Les autorités bosniaques ont confirmé lundi l’élection du serbe Mladen Grujicic au poste de maire de Srebrenica, ville martyre de la guerre en Bosnie où 8000 Musulmans, hommes et adolescents, ont été tués par des séparatistes bosno-serbes.
Pour les familles des victimes, l’élection de Mladen Grujicic, un nationaliste qui refuse contre l’avis de la justice internationale le qualificatif de « génocide » pour le massacre de Srebrenica, est le signe que la campagne de purification ethnique a atteint ses objectifs. La ville était dirigée par des élus bosniaques musulmans depuis 1999.
À la tête d’une associations de survivants, Hatidza Mehmedovic est l’une des premières de la communauté musulmane de Bosnie-Herzégovine à être revenue à la fin de la guerre, soucieuse d’être proche de la tombe de son mari et ses deux fils, tués dans le massacre. « Tout à Srebrenica est serbe: la terre, les champs, les groupes publics », déclare-t-elle, regrettant l’échec de la diplomatie occidentale à préserver la diversité ethnique qui caractérisait la Bosnie avant le début de la guerre en 1992.
Signés le 14 décembre 1995, les accords de Dayton, qui ont mis fin aux combats inter ethniques, ont instauré un gouvernement fédéral ménageant la mosaïque ethnique du pays. Le processus de décentralisation en trois cantons autonomes a cependant consacré les lignes ethniques dessinées par les forces croates et serbes, jugent ses détracteurs. La grande région bosniaque du pays est la Fédération de Bosnie-et-Herzégovine.
Srebrenica, qui comptait avant la guerre une majorité de Musulmans, est passée en vertu du traité dans le giron de la République serbe de Bosnie.
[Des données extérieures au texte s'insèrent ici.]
//! The generate operation: style in, finished image out.

use image::imageops::{self, FilterType};
use image::{RgbImage, RgbaImage};

use crate::encode::{QrMatrix, encode_matrix, render_modules};
use crate::error::Result;
use crate::logo::{circular_logo, load_logo, logo_side, overlay_logo};
use crate::style::{PREVIEW_SIZE_PX, QrStyle};
use crate::svg::{SvgLogo, render_svg};

/// A generated QR code, ready to preview or export.
#[derive(Debug, Clone)]
pub struct GeneratedQr {
    style: QrStyle,
    matrix: QrMatrix,
    image: RgbImage,
    logo: Option<RgbaImage>,
}

impl GeneratedQr {
    /// The style this code was generated from.
    pub fn style(&self) -> &QrStyle {
        &self.style
    }

    pub fn matrix(&self) -> &QrMatrix {
        &self.matrix
    }

    /// Final raster at `style.size_px`.
    pub fn image(&self) -> &RgbImage {
        &self.image
    }

    pub fn has_logo(&self) -> bool {
        self.logo.is_some()
    }

    /// Downscaled copy for on-screen display.
    pub fn preview(&self) -> RgbImage {
        imageops::resize(
            &self.image,
            PREVIEW_SIZE_PX,
            PREVIEW_SIZE_PX,
            FilterType::Lanczos3,
        )
    }

    /// Vector rendering at `style.size_px`.
    pub fn svg(&self) -> Result<String> {
        let logo = self.logo.as_ref().map(|image| SvgLogo {
            image,
            fraction: f64::from(self.style.logo.size_percent) / 100.0,
        });
        render_svg(&self.matrix, self.style.color, self.style.size_px, logo)
    }
}

/// Encodes, colors, optionally adds the logo and scales to the export size.
pub fn generate(style: &QrStyle) -> Result<GeneratedQr> {
    let style = style.clone().clamp();
    let matrix = encode_matrix(style.trimmed_data())?;
    let mut image = render_modules(&matrix, style.color);

    let logo = match style.logo.active_path() {
        Some(path) => {
            let source = load_logo(path)?;
            let side = logo_side(image.width(), style.logo.size_percent);
            let logo = circular_logo(&source, side);
            overlay_logo(&mut image, &logo);
            Some(logo)
        }
        None => None,
    };

    let image = if image.width() == style.size_px {
        image
    } else {
        imageops::resize(&image, style.size_px, style.size_px, FilterType::Lanczos3)
    };

    log::info!(
        "Generated version {} QR code at {}px (logo: {})",
        matrix.version(),
        style.size_px,
        logo.is_some()
    );

    Ok(GeneratedQr {
        style,
        matrix,
        image,
        logo,
    })
}
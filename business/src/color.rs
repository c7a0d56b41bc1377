//! Dark-module color handling.

use std::fmt;

use serde::{Deserialize, Deserializer, Serialize, Serializer};

use crate::error::{QrStudioError, Result};

/// An opaque sRGB color, written as `#rrggbb`.
#[derive(Debug, Clone, Copy, PartialEq, Eq, Hash)]
pub struct QrColor([u8; 3]);

impl QrColor {
    pub const BLACK: Self = Self([0, 0, 0]);
    pub const WHITE: Self = Self([255, 255, 255]);

    pub const fn new(r: u8, g: u8, b: u8) -> Self {
        Self([r, g, b])
    }

    /// Parses `#rrggbb`, `rrggbb` or the `#rgb` shorthand.
    pub fn from_hex(input: &str) -> Result<Self> {
        let invalid = || QrStudioError::InvalidColor(input.to_owned());
        let hex = input.trim();
        let hex = hex.strip_prefix('#').unwrap_or(hex);
        if !hex.chars().all(|c| c.is_ascii_hexdigit()) {
            return Err(invalid());
        }

        let channel = |s: &str| u8::from_str_radix(s, 16).map_err(|_e| invalid());
        match hex.len() {
            6 => Ok(Self([
                channel(&hex[0..2])?,
                channel(&hex[2..4])?,
                channel(&hex[4..6])?,
            ])),
            3 => {
                let short = |s: &str| channel(s).map(|v| v * 17);
                Ok(Self([
                    short(&hex[0..1])?,
                    short(&hex[1..2])?,
                    short(&hex[2..3])?,
                ]))
            }
            _ => Err(invalid()),
        }
    }

    /// Lowercase `#rrggbb`.
    pub fn to_hex(self) -> String {
        let [r, g, b] = self.0;
        format!("#{r:02x}{g:02x}{b:02x}")
    }

    pub const fn rgb(self) -> [u8; 3] {
        self.0
    }
}

impl Default for QrColor {
    fn default() -> Self {
        Self::BLACK
    }
}

impl From<[u8; 3]> for QrColor {
    fn from(rgb: [u8; 3]) -> Self {
        Self(rgb)
    }
}

impl From<QrColor> for image::Rgb<u8> {
    fn from(color: QrColor) -> Self {
        Self(color.0)
    }
}

impl fmt::Display for QrColor {
    fn fmt(&self, f: &mut fmt::Formatter<'_>) -> fmt::Result {
        f.write_str(&self.to_hex())
    }
}

impl Serialize for QrColor {
    fn serialize<S: Serializer>(&self, serializer: S) -> std::result::Result<S::Ok, S::Error> {
        serializer.serialize_str(&self.to_hex())
    }
}

impl<'de> Deserialize<'de> for QrColor {
    fn deserialize<D: Deserializer<'de>>(deserializer: D) -> std::result::Result<Self, D::Error> {
        let raw = String::deserialize(deserializer)?;
        Self::from_hex(&raw).map_err(serde::de::Error::custom)
    }
}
Ses 7500 habitants sont désormais serbes à 55%, et bosniaques musulmans à 45%.
Le nouvel élu a fait campagne en réclamant la fin des discriminations contre les Serbes de Srebrenica, estimant en outre que la Cour pénale internationale de La Haye n’avait jamais apporté la preuve de la qualification de génocide. « Quand ils prouveront que c’est la vérité, je serais le premier à l’accepter », a-t-il déclaré.
Son rival électoral, le bosniaque Camil Durakovic, a promis de constester le résultat de l’élection, la jugeant « truquée ». Zulfo Salihovic, un responsable politique bosniaque local, s’inquiète pour le futur: « Nous craignons que les Bosniaques et d’autres citoyens qui pensent différemment des dirigeants des parti nationalistes serbes soient humiliés, harcelés ou fassent l’objet de discriminations », dit-il.
Au début de la vague de retours bosniaques dans la ville, pour l’essentiel des femmes en deuil, en 2000, la communauté internationale leur avait promis protection. Aujourd’hui, nombre d’entre elles craignent d’être à nouveau chassées.
Le massacre de Srebrenica, alors une « zone de sécurité » sous protection théorique de l’ONU, a déclenché des frappes aériennes occidentales sur les forces serbes, qui ont conduit à la fin du conflit en 1995.
L’ancien dirigeant bosno-serbe Radovan Karadzic a été reconnu coupable du chef d’accusation de génocide pour le massacre de juillet 1995 à Srebrenica, par le Tribunal pénal international pour l’ex-Yougoslavie (TPIY). Il a fait appel en juillet de sa condamnation.